2023/10/06 のログ
ご案内:「王都マグメール 貧民地区」にオウルさんが現れました。
■オウル > 週末ともなると忙しくなるのが此処の仕事である。
貧民地区に好奇心で足を踏み入れる学生や貴族、近道しようとして迷い込んでしまう平民、えとせとらえとせとら……。
少年は今宵は冒険者ギルドからの依頼で平民地区と貧民地区の境界線に立っている。
理由は様々あれど貧民地区に踏み込む者や、『運良く』貧民地区の何某に追われて平民地区に逃げる者を手伝い安全な場所へと案内する仕事なのであるが、基本何も起きない。

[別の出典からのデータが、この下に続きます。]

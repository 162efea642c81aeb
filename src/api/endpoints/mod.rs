//! API endpoint handlers.

pub mod health;
pub mod history;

稀に炊き出しのシスターが通るくらいで基本何も起きない。
が、何か起きたときの為に此処で待機して、いざというときの為にいるのだが――うん、やっぱり基本何も起きない。
口には棒つきの飴を咥え。
貧民地区の路地に捨てられている木箱に腰をかけ。
足を軽くぶらぶらさせながら、頼りない街灯が照らす薄暗い路地で時間を過ごす。
流石に一晩中ではない。
ある程度過ごせば交代の冒険者が来るはずだし、緊急の要件があれば伝令もくるはず、後は――…差し入れとかあると嬉しいがそれこそ稀で……。

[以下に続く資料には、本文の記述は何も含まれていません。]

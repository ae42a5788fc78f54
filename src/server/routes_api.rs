use crate::cache::{CacheStats, ConversionCache};
use crate::server::error::AppError;
use crate::server::{auth, AppContext};
use axum::{
    body::Body,
    extract::{Path, Query, State},
    http::{header, StatusCode},
    middleware,
    response::{IntoResponse, Response},
    routing::get,
    Json, Router,
};
use gifforge_common::{ConversionRequest, Error, InputFormat, OutputFormat};
use serde::{Deserialize, Serialize};
use std::path::PathBuf;
use tokio::fs::File;
use tokio_util::io::ReaderStream;
use utoipa::{IntoParams, ToSchema};

pub fn api_routes(ctx: &AppContext) -> Router<AppContext> {
    let token_routes = Router::new().route("/token", get(issue_token));
    let token_routes = if ctx.config.server.auth.enabled {
        token_routes.route_layer(middleware::from_fn_with_state(
            ctx.clone(),
            auth::basic_auth_middleware,
        ))
    } else {
        token_routes
    };

    Router::new()
        .route("/health", get(health))
        .route("/convert", get(convert))
        // `/convert.{ext}`; static routes above take precedence.
        .route("/:file", get(convert_with_suffix))
        .merge(token_routes)
}

/// Query parameters of the token endpoint.
#[derive(Debug, Deserialize, IntoParams)]
pub struct TokenQuery {
    /// URL of the source video
    pub url: Option<String>,
    /// Input format (`mp4`)
    pub ifm: Option<String>,
    /// Output format (`gif`)
    pub ofm: Option<String>,
}

/// A newly issued conversion token.
#[derive(Debug, Serialize, Deserialize, ToSchema)]
pub struct TokenResponse {
    /// Conversion URL including the token
    pub url: String,
    /// The token
    pub token: String,
    /// Unix time in seconds at which the token expires
    pub expires: i64,
    /// The conversion the token is bound to
    pub key: ConversionRequest,
}

/// Query parameters of the conversion endpoints.
#[derive(Debug, Deserialize, IntoParams)]
pub struct ConvertQuery {
    /// Token from `/token`
    pub token: Option<String>,
}

#[derive(Debug, Serialize, ToSchema)]
pub struct HealthResponse {
    pub status: String,
    pub version: String,
    /// Stored tokens, including expired ones not yet purged
    pub tokens: usize,
    pub cache: CacheStats,
}

fn required(value: Option<String>, name: &str) -> Result<String, Error> {
    value
        .map(|v| v.trim().to_string())
        .filter(|v| !v.is_empty())
        .ok_or_else(|| Error::validation(format!("Missing query parameter: {}", name)))
}

/// Issue a token for converting a remote video.
#[utoipa::path(
    get,
    path = "/token",
    tag = "conversion",
    params(TokenQuery),
    responses(
        (status = 200, description = "Token issued", body = TokenResponse),
        (status = 400, description = "Invalid request or host not whitelisted"),
        (status = 401, description = "Missing or invalid credentials"),
        (status = 500, description = "Token could not be generated")
    ),
    security(("basic_auth" = []))
)]
pub async fn issue_token(
    State(ctx): State<AppContext>,
    Query(query): Query<TokenQuery>,
) -> Result<Json<TokenResponse>, AppError> {
    let url = required(query.url, "url")?;
    let ifm: InputFormat = required(query.ifm, "ifm")?
        .parse()
        .map_err(Error::validation)?;
    let ofm: OutputFormat = required(query.ofm, "ofm")?
        .parse()
        .map_err(Error::validation)?;

    let request = ConversionRequest::new(url, ifm, ofm);
    request.validate()?;
    ctx.whitelist.check(&request)?;

    let issued = ctx
        .tokens
        .issue(request.clone(), ctx.config.tokens.attempt_limit)?;

    tracing::info!(%request, expires = issued.expires, "Token issued");

    Ok(Json(TokenResponse {
        url: format!("{}/convert?token={}", ctx.config.server.base_url, issued.token),
        token: issued.token,
        expires: issued.expires,
        key: request,
    }))
}

/// Download the converted artifact for a token.
#[utoipa::path(
    get,
    path = "/convert",
    tag = "conversion",
    params(ConvertQuery),
    responses(
        (status = 200, description = "Converted artifact", content_type = "image/gif"),
        (status = 400, description = "Missing token"),
        (status = 404, description = "Unknown or expired token"),
        (status = 502, description = "Source could not be fetched"),
        (status = 500, description = "Conversion failed")
    )
)]
pub async fn convert(
    State(ctx): State<AppContext>,
    Query(query): Query<ConvertQuery>,
) -> Result<Response, AppError> {
    serve_conversion(&ctx, query.token, None).await
}

/// Like `/convert`, with a file extension that must match the output format.
#[utoipa::path(
    get,
    path = "/convert.{ext}",
    tag = "conversion",
    params(
        ("ext" = String, Path, description = "Extension of the output format"),
        ConvertQuery
    ),
    responses(
        (status = 200, description = "Converted artifact", content_type = "image/gif"),
        (status = 400, description = "Missing token or extension mismatch"),
        (status = 404, description = "Unknown or expired token")
    )
)]
pub async fn convert_with_suffix(
    State(ctx): State<AppContext>,
    Path(file): Path<String>,
    Query(query): Query<ConvertQuery>,
) -> Result<Response, AppError> {
    let Some(ext) = file.strip_prefix("convert.") else {
        return Ok(StatusCode::NOT_FOUND.into_response());
    };
    serve_conversion(&ctx, query.token, Some(ext)).await
}

async fn serve_conversion(
    ctx: &AppContext,
    token: Option<String>,
    suffix: Option<&str>,
) -> Result<Response, AppError> {
    let token = required(token, "token")?;
    let request = ctx.tokens.resolve(&token).ok_or(Error::InvalidToken)?;

    if let Some(ext) = suffix {
        if OutputFormat::from_extension(ext) != Some(request.ofm) {
            return Err(Error::validation(format!(
                "Extension .{} does not match output format {}",
                ext, request.ofm
            ))
            .into());
        }
    }

    let path = ctx.cache.get_verified(&request).await?;
    let file = open_artifact(&ctx.cache, &request, path).await?;

    let body = Body::from_stream(ReaderStream::new(file));
    Ok((
        StatusCode::OK,
        [(header::CONTENT_TYPE, request.ofm.content_type())],
        body,
    )
        .into_response())
}

/// Open the artifact at `path`, looking it up again if it was evicted or
/// replaced after the lookup.
async fn open_artifact(
    cache: &ConversionCache,
    request: &ConversionRequest,
    path: PathBuf,
) -> Result<File, Error> {
    match File::open(&path).await {
        Ok(file) => Ok(file),
        Err(e) if e.kind() == std::io::ErrorKind::NotFound => {
            tracing::debug!(path = %path.display(), "Artifact vanished before it was opened");
            let path = cache.get_verified(request).await?;
            File::open(&path)
                .await
                .map_err(|e| Error::internal(format!("Failed to open artifact: {}", e)))
        }
        Err(e) => Err(Error::internal(format!("Failed to open artifact: {}", e))),
    }
}

/// Service health and resource usage.
#[utoipa::path(
    get,
    path = "/health",
    tag = "health",
    responses(
        (status = 200, description = "Service is healthy", body = HealthResponse)
    )
)]
pub async fn health(State(ctx): State<AppContext>) -> Json<HealthResponse> {
    Json(HealthResponse {
        status: "healthy".to_string(),
        version: env!("CARGO_PKG_VERSION").to_string(),
        tokens: ctx.tokens.len(),
        cache: ctx.cache.stats(),
    })
}

#[cfg(test)]
mod tests {
    use super::*;
    use crate::cache::CacheSettings;
    use crate::conversion::Convert;
    use async_trait::async_trait;
    use std::sync::atomic::{AtomicUsize, Ordering};
    use std::sync::Arc;
    use tokio::io::AsyncReadExt;

    struct WritingConverter {
        dir: PathBuf,
        calls: AtomicUsize,
    }

    #[async_trait]
    impl Convert for WritingConverter {
        async fn execute(&self, _request: &ConversionRequest) -> gifforge_common::Result<PathBuf> {
            let n = self.calls.fetch_add(1, Ordering::SeqCst);
            let path = self.dir.join(format!("artifact-{}.gif", n));
            tokio::fs::write(&path, format!("gif {}", n)).await.unwrap();
            Ok(path)
        }
    }

    fn setup() -> (tempfile::TempDir, Arc<WritingConverter>, ConversionCache) {
        let dir = tempfile::tempdir().unwrap();
        let converter = Arc::new(WritingConverter {
            dir: dir.path().to_path_buf(),
            calls: AtomicUsize::new(0),
        });
        let cache = ConversionCache::new(
            converter.clone(),
            CacheSettings {
                max_files: 4,
                max_bytes: 1_000_000,
                ttl: None,
                allow_stale: false,
                fallback_entry_bytes: 10,
            },
        );
        (dir, converter, cache)
    }

    fn request() -> ConversionRequest {
        ConversionRequest::new(
            "https://good.example/a.mp4",
            InputFormat::Mp4,
            OutputFormat::Gif,
        )
    }

    async fn read(mut file: File) -> String {
        let mut contents = String::new();
        file.read_to_string(&mut contents).await.unwrap();
        contents
    }

    #[tokio::test]
    async fn test_open_artifact_uses_looked_up_file() {
        let (_dir, converter, cache) = setup();
        let path = cache.get_verified(&request()).await.unwrap();

        let file = open_artifact(&cache, &request(), path).await.unwrap();
        assert_eq!(read(file).await, "gif 0");
        assert_eq!(converter.calls.load(Ordering::SeqCst), 1);
    }

    #[tokio::test]
    async fn test_open_artifact_converts_again_when_file_vanished() {
        let (_dir, converter, cache) = setup();
        let path = cache.get_verified(&request()).await.unwrap();

        // Deleted after the lookup, as an eviction or stale refresh would.
        std::fs::remove_file(&path).unwrap();

        let file = open_artifact(&cache, &request(), path.clone()).await.unwrap();
        assert_eq!(read(file).await, "gif 1");
        assert_eq!(converter.calls.load(Ordering::SeqCst), 2);
        assert_eq!(cache.len(), 1);
        assert!(!path.exists());
    }
}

「……浮かれるのはいいけど、警戒心ってのもって欲しいよなぁー………。」
次の日が休日となれば浮かれる者達が多いのは解る。
解るけどもだ、危険な場所に踏み込むなって話で、安全な場所で生活できる人たちは一時のスリルの為にこんな所にこないで、安全な場所で過ごして欲しい、少なくとも平民地区は此処よりマシな筈なのだから……。
■オウル > ポロッと落ちないように舌ベロの裏で飴を押さえながら欠伸を噛み締め、欠伸の所為で浮かんでくる右眼の涙を指先で擦り拭う。
「ん、んー………暇。
何か起きるといいなーとは言わないけども、暇だよな。」
眼帯で隠れた左眼、裸眼の右眼を共に一度閉じて、二度目の欠伸を噛み締めながら、苦味のある笑みを口元に浮かべると、舌ベロの上でミント味の飴を転がして、溶かして遊ぶ。
空を見上げても今宵は平和な月の輝く夜である。
耳を澄ませばあちこちで聞こえる喧騒も悲喜交々もいつもの事、今日も何もない一夜で終わりそうで、それはそれで良い筈なんだが、トラブルは求めていないはずなんだが、ちょっとくらい、何て思ってしまう。
足先はぶらぶら。
踵で座っている木箱を蹴って適当なリズムを刻もうか。
■オウル > まあ音楽のセンスはゼロなので、近くから行き成り怒声を頂く事になって、思わず棒つきの飴を飲み込みかけて、咽た。
「…ごめんなさいー………。」
反省である。
大反省である。
魔法や物品が投擲されないだけ感謝である。
頬を引き攣らせて、声のする方に謝罪を向けながら頭をぺこぺこと下げて、仕方なし、箱の側面を叩いてた脚を止めて、片膝に足をのせて足を組みなおす。
交代までまだ少し時間がある。
――飴の味も残りあと僅か……。
遠くから、誰かが駆け寄ってくる。
交代要員の冒険者だろうか、視認すると組んだ脚を戻して木箱より腰を浮かせると、足先より地面に下りて、一言二言冒険者と引継ぎ対話する。
特に何も連絡はなし。
会話が済めば軽く会釈をして平民地区に向けて歩く。
少年は一人真夜中の平民地区の闇へと消えて……。